Blaming vaccines can promise benefits. Victory in a lawsuit is an obvious one, especially for middle-class parents struggling to care for and educate their unruly and unresponsive kids. Another apparent benefit is the notion, espoused by a network of alternative-medical practitioners and supplement pushers, that if vaccines are the cause, the damage can be repaired, the child made whole. In the homes of autistic children it is not unusual to find cabinets filled with 40 different vitamins and supplements, along with casein-free, gluten-free foods, antibiotics, and other drugs and potions. Each is designed to fix an aspect of the "damage" that vaccines or other "toxins" caused.

"Hope is a powerful drug," says Jim Laidler, a Portland scientist and father of two autistic boys who jumped ship from the vaccine conspiracy a few years ago. In reality, autism has no cure, nor even a clearly defined cause. Science takes its time and often provides no definitive answers. That isn't medicine that's easy to swallow.

Another explanation for the refusal to face facts is what cognitive scientists call confirmation bias. Years ago, when writing an article for the Washington Post Magazine about the Tailwind affair, a screwy piece of journalism about a nonexistent attack on American POWs with sarin gas, I concluded that the story's CNN producers had become wedded to the thesis after interviewing a few unreliable sources. After that, they unconsciously discounted any facts that interfered with their juicy story. They weren't lying—except, perhaps, to themselves. They had brain blindness—confirmation bias.

The same might be said of crusading journalists like David Kirby, author of Evidence of Harm, a book that seemed to corroborate the beliefs of hundreds of parents of autistic children, and UPI reporters Dan Olmsted and Mark Benjamin (the latter now with Salon).

Systems of belief such as religion and even scientific paradigms can lock their adherents into confirmation biases. And then tidbits of fact or gossip appear over the Internet to shore them up. There's a point of no return beyond which it's very hard to change one's views about an important subject.

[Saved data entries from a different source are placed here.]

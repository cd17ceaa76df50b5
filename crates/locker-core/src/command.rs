// SPDX-License-Identifier: BUSL-1.1
// Copyright (c) 2026 Alfred Jean LLC

//! The gateway-to-kiosk `Command` entity (spec §3, §4.5), modeled as a tagged
//! enum of payloads per the "dynamic dispatch → tagged variants" design note
//! (spec §9) rather than a trait-object `CommandHandler`.

use chrono::{DateTime, Utc};
use serde::{Deserialize, Serialize};
use uuid::Uuid;

/// Command lifecycle state (spec §4.10).
#[derive(Debug, Clone, Copy, PartialEq, Eq, Serialize, Deserialize)]
#[serde(rename_all = "snake_case")]
pub enum CommandStatus {
    Pending,
    InFlight,
    Completed,
    Failed,
}

impl CommandStatus {
    pub fn as_str(&self) -> &'static str {
        match self {
            Self::Pending => "pending",
            Self::InFlight => "in_flight",
            Self::Completed => "completed",
            Self::Failed => "failed",
        }
    }

    pub fn parse(s: &str) -> Option<Self> {
        match s {
            "pending" => Some(Self::Pending),
            "in_flight" => Some(Self::InFlight),
            "completed" => Some(Self::Completed),
            "failed" => Some(Self::Failed),
            _ => None,
        }
    }

    pub fn is_terminal(&self) -> bool {
        matches!(self, Self::Completed | Self::Failed)
    }
}

/// Tagged payload for every directive the gateway can send a kiosk (§4.5).
#[derive(Debug, Clone, PartialEq, Serialize, Deserialize)]
#[serde(tag = "command_type", rename_all = "snake_case")]
pub enum CommandPayload {
    OpenLocker {
        locker_id: i64,
        #[serde(skip_serializing_if = "Option::is_none")]
        staff_user: Option<String>,
        #[serde(skip_serializing_if = "Option::is_none")]
        reason: Option<String>,
    },
    BulkOpen {
        #[serde(default, skip_serializing_if = "Vec::is_empty")]
        locker_ids: Vec<i64>,
        #[serde(default)]
        exclude_vip: bool,
        staff_user: String,
        #[serde(skip_serializing_if = "Option::is_none")]
        interval_ms: Option<u64>,
    },
    BlockLocker {
        locker_id: i64,
        staff_user: String,
        reason: String,
    },
    UnblockLocker {
        locker_id: i64,
        staff_user: String,
    },
    Reset,
    RestartService {
        service_name: String,
        #[serde(skip_serializing_if = "Option::is_none")]
        delay_seconds: Option<u64>,
    },
    Buzzer {
        pattern: String,
    },
    SyncState,
}

impl CommandPayload {
    pub fn command_type(&self) -> &'static str {
        match self {
            Self::OpenLocker { .. } => "open_locker",
            Self::BulkOpen { .. } => "bulk_open",
            Self::BlockLocker { .. } => "block_locker",
            Self::UnblockLocker { .. } => "unblock_locker",
            Self::Reset => "reset",
            Self::RestartService { .. } => "restart_service",
            Self::Buzzer { .. } => "buzzer",
            Self::SyncState => "sync_state",
        }
    }

    /// Structural payload validation at enqueue time (spec §7: "malformed
    /// commands ... 4xx at HTTP boundary").
    pub fn validate(&self, kiosk_size: i64) -> Result<(), String> {
        let in_range = |id: i64| (1..=kiosk_size).contains(&id);
        match self {
            Self::OpenLocker { locker_id, .. } => {
                if !in_range(*locker_id) {
                    return Err(format!("locker_id {locker_id} out of range 1..={kiosk_size}"));
                }
            }
            Self::BlockLocker { locker_id, staff_user, .. } => {
                if !in_range(*locker_id) {
                    return Err(format!("locker_id {locker_id} out of range 1..={kiosk_size}"));
                }
                if staff_user.trim().is_empty() {
                    return Err("staff_user must not be empty".into());
                }
            }
            Self::UnblockLocker { locker_id, staff_user } => {
                if !in_range(*locker_id) {
                    return Err(format!("locker_id {locker_id} out of range 1..={kiosk_size}"));
                }
                if staff_user.trim().is_empty() {
                    return Err("staff_user must not be empty".into());
                }
            }
            Self::BulkOpen { locker_ids, staff_user, .. } => {
                if staff_user.trim().is_empty() {
                    return Err("staff_user must not be empty".into());
                }
                for id in locker_ids {
                    if !in_range(*id) {
                        return Err(format!("locker_id {id} out of range 1..={kiosk_size}"));
                    }
                }
            }
            _ => {}
        }
        Ok(())
    }
}

/// A durable, retried gateway-to-kiosk command row.
#[derive(Debug, Clone, Serialize, Deserialize)]
pub struct Command {
    pub command_id: Uuid,
    pub kiosk_id: String,
    #[serde(flatten)]
    pub payload: CommandPayload,
    pub status: CommandStatus,
    pub retry_count: u32,
    pub max_retries: u32,
    pub next_attempt_at: DateTime<Utc>,
    pub created_at: DateTime<Utc>,
    pub completed_at: Option<DateTime<Utc>>,
    pub last_error: Option<String>,
}

impl Command {
    pub fn new(kiosk_id: impl Into<String>, payload: CommandPayload, max_retries: u32) -> Self {
        let now = Utc::now();
        Self {
            command_id: Uuid::new_v4(),
            kiosk_id: kiosk_id.into(),
            payload,
            status: CommandStatus::Pending,
            retry_count: 0,
            max_retries,
            next_attempt_at: now,
            created_at: now,
            completed_at: None,
            last_error: None,
        }
    }
}

/// Outcome reported by the kiosk for one executed command (§4.5 execution
/// reporting, `POST /commands/complete`).
#[derive(Debug, Clone, Serialize, Deserialize)]
pub struct CommandResult {
    pub command_id: Uuid,
    pub success: bool,
    #[serde(skip_serializing_if = "Option::is_none")]
    pub error: Option<String>,
}

#[cfg(test)]
#[path = "command_tests.rs"]
mod tests;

Then, too, the material in discussion is highly technical and specialized, and most parents aren't truly able to determine which conclusions are reasonable. So they go with their gut, or the zeitgeist message that it makes more sense to trust the "little guy"—the maverick scientist, the alt-med practitioner—than established medicine and public health. "History tells us that a lot of ground-breaking discoveries are made by mavericks who don't follow the mainstream," says Laidler. "What is often left out is that most of the mavericks are just plain wrong. They laughed at Galileo and Edison, but they also laughed at Bozo the Clown and Don Knotts."

And to be sure, there was some basis for suspecting vaccines several years ago, before definitive studies had discounted a link. When the first vaccine theory was proposed in 1998, it appeared in the prestigious British medical journal Lancet and was published by an established London gastroenterologist, Andrew Wakefield. Two years later at a congressional hearing, Wakefield and an Irish virologist, John O'Leary, announced they had found measles viral RNA in the guts of autistic kids with severe bowel problems.

The air of respectability fell away over the years as we learned that Wakefield had serious conflicts of interest (including a 1997 patent application on a measles vaccine to replace the potentially soon-to-be-avoided MMR shot) and that a subsequent publication on measles RNA was probably an artifact of false positives, a common problem in polymerase chain-reaction technology.

The thimerosal theory emerged in a different context. The Centers for Disease Control and Prevention, concerned about cumulative mercury exposures in young children, asked manufacturers in 1999 to phase out thimerosal-containing vaccines. In other countries, such as Denmark and Canada, thimerosal was removed because of new vaccine combinations that either didn't require thimerosal or would be damaged by it. Nowhere was thimerosal removed because of evidence of harm.

But the first CDC study of children's exposures to thimerosal-containing vaccines was difficult to interpret. And anti-mercury activists jumped on the transcript of a 2000 meeting at which the study was scrutinized to argue that something improper was going on. The transcript shows no such thing. But the activists unleashed a public-relations campaign alleging a government and "big pharma" coverup.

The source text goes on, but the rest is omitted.